For Grad School I found the campus had a gaming club ... my new wife and I are both gamers, to some extent, and we eventually showed up. (For the first few weeks ... well, they'd moved the rooms and forgot to update the webpage, and when I inquired about where everybody was on the list-serv the guy that runs things sent me a very snippy email. So I figured I had another case of "The Gamers Here Are Tools" and wasn't going to go, but I met somebody from the club that convinced me to give it a second go round.) It was a slow week when we got there and I had thought ahead and brought my books. A few people came that had never played D&D and I ran a quick adventure and they liked it and after a few games like that I invited the folks I thought were cool to come over to our place for a regular weekly game. Those same core people, more or less, have been my regular group for the last five years. Very good players, and I'd count them as friends, even if they're generally younger than I am. We kept going to the gaming club meetings, played alot of board games and the like, and generally got to know the 15-20 regular gamers on campus. They're all good people, and I've played with alot of them in various games over the last two years.

Now I'm moving again ... have to see how this segment of my gaming life will turn out. I've had several generous offers from semi-local ENWorlders. Would be nice to walk into an established group and just PLAY. I usually end up the GM. :)

--fje
 

Foreign Language building on Chanute Air Force Base in Rantoul Il.

I had heard that's where the local gaming scene was and showed up one Saturday afternoon looking for a game. My eventual DM was there to pick up a new player who never showed. He found me standing around, and although not the guy he was looking for, he invited me to join his group.
 

drothgery

First Post
My first game was a very short-lived one run by my sister's then-boyfriend the summer before I went to college.
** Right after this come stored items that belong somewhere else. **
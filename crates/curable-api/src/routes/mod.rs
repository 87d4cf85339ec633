pub mod chat;
pub mod cleanup;
pub mod diagnose;
pub mod health;
pub mod insights;
pub mod profile;

use axum::{
    middleware,
    routing::{get, post},
    Router,
};
use std::sync::Arc;
use tower_http::{
    compression::{
        predicate::{NotForContentType, Predicate},
        CompressionLayer, DefaultPredicate,
    },
    cors::{Any, CorsLayer},
    timeout::TimeoutLayer,
    trace::TraceLayer,
};
use utoipa::OpenApi;
use utoipa_swagger_ui::SwaggerUi;

use crate::{config::Config, docs::ApiDoc, handlers::stream, middleware::logging, state::AppState};

pub fn build_router(state: Arc<AppState>) -> Router {
    let api_routes = Router::new()
        // Health
        .route("/", get(health::root))
        .route("/health", get(health::health_check))
        // Chat
        .route("/chat", post(chat::chat))
        .route("/chat-stream", post(stream::chat_stream))
        .route("/cleanup/:user_id", post(cleanup::cleanup))
        // Records
        .route("/profile/:username", get(profile::get_profile))
        .route("/user/:user_id/insights", get(insights::get_insights))
        .route("/diagnose", post(diagnose::diagnose));

    // Covers the longest assistant run plus the seeding calls before it
    let request_timeout = std::time::Duration::from_secs(state.config.assistant.run_timeout_secs + 60);

    Router::new()
        .merge(api_routes)
        .merge(SwaggerUi::new("/api/docs").url("/api/openapi.json", ApiDoc::openapi()))
        .layer(middleware::from_fn(logging::log_request))
        .layer(TimeoutLayer::new(request_timeout))
        .layer(CompressionLayer::new().compress_when(compression_predicate()))
        .layer(build_cors_layer(&state.config))
        .layer(TraceLayer::new_for_http())
        .with_state(state)
}

/// Plain-text replies are streamed chunk by chunk; gzip would hold them back
fn compression_predicate() -> impl Predicate {
    DefaultPredicate::new().and(NotForContentType::const_new("text/plain"))
}

fn build_cors_layer(config: &Config) -> CorsLayer {
    if config.cors.enabled {
        let cors = CorsLayer::new()
            .allow_methods([
                axum::http::Method::GET,
                axum::http::Method::POST,
                axum::http::Method::OPTIONS,
            ])
            .allow_headers(Any);

        if config.cors.origins.iter().any(|o| o == "*") {
            cors.allow_origin(Any)
        } else {
            let parsed_origins: Vec<axum::http::HeaderValue> = config
                .cors
                .origins
                .iter()
                .filter_map(|o| o.parse::<axum::http::HeaderValue>().ok())
                .collect();

            cors.allow_origin(parsed_origins)
        }
    } else {
        CorsLayer::permissive()
    }
}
But I probably wouldn't have stuck with it if the people I'd started hanging out with in college hadn't decided to start a D&D game, which turned into two D&D games run by different friends on alternate weekends.

I graduated, and was pretty much in PBeM-land (as PBP games hadn't really taken off yet) for a couple of years; I didn't seriously look for a group in upstate NY, because I was intending to move as soon as I found a job somewhere else.

After moving to San Diegon and a few false starts, the Gamers Seeking Gamers forum ended up leading me to the group I play with now, and have for the last four years.
 

TwinBahamut

First Post
At first I just played with my twin brother.

Eventually, I found my college's gaming club, and have been playing with them since.

So, like the original poster, most of my groups have come from family, friends, and a university group (even if half the people who attend the club don't actually attend the college itself).
 

Angel Tarragon

Dawn Dragon
Back in '91 I borrowed my frends 1st Edition PHB and photocopied the whole thing. I read it from cover to cover. My friend was my first DM. I had fun my blowing up his dungeons with moltov cocktails. For about two years I played a party of six characters in his campaigns known colletively as The World of Many Adventures, as he called it. I shortened it up to Twoma. Anyway I eventually found some second edition books and started buying them up left and right. My baseball card collection days were over. I still have them though.

I GMed some adventures for him and evetually found a Hobby Bench at the local strip mall. I did my shopping there for a while but then found a Game Daze a closer mall. I noticed that there were adverts in the back of the store for people looking for groups and for groups looking for more players. My face perked up. Over the years this was how I got into gaming groups until '97-'98 when I finbally got a computer and finally made myself electronically known.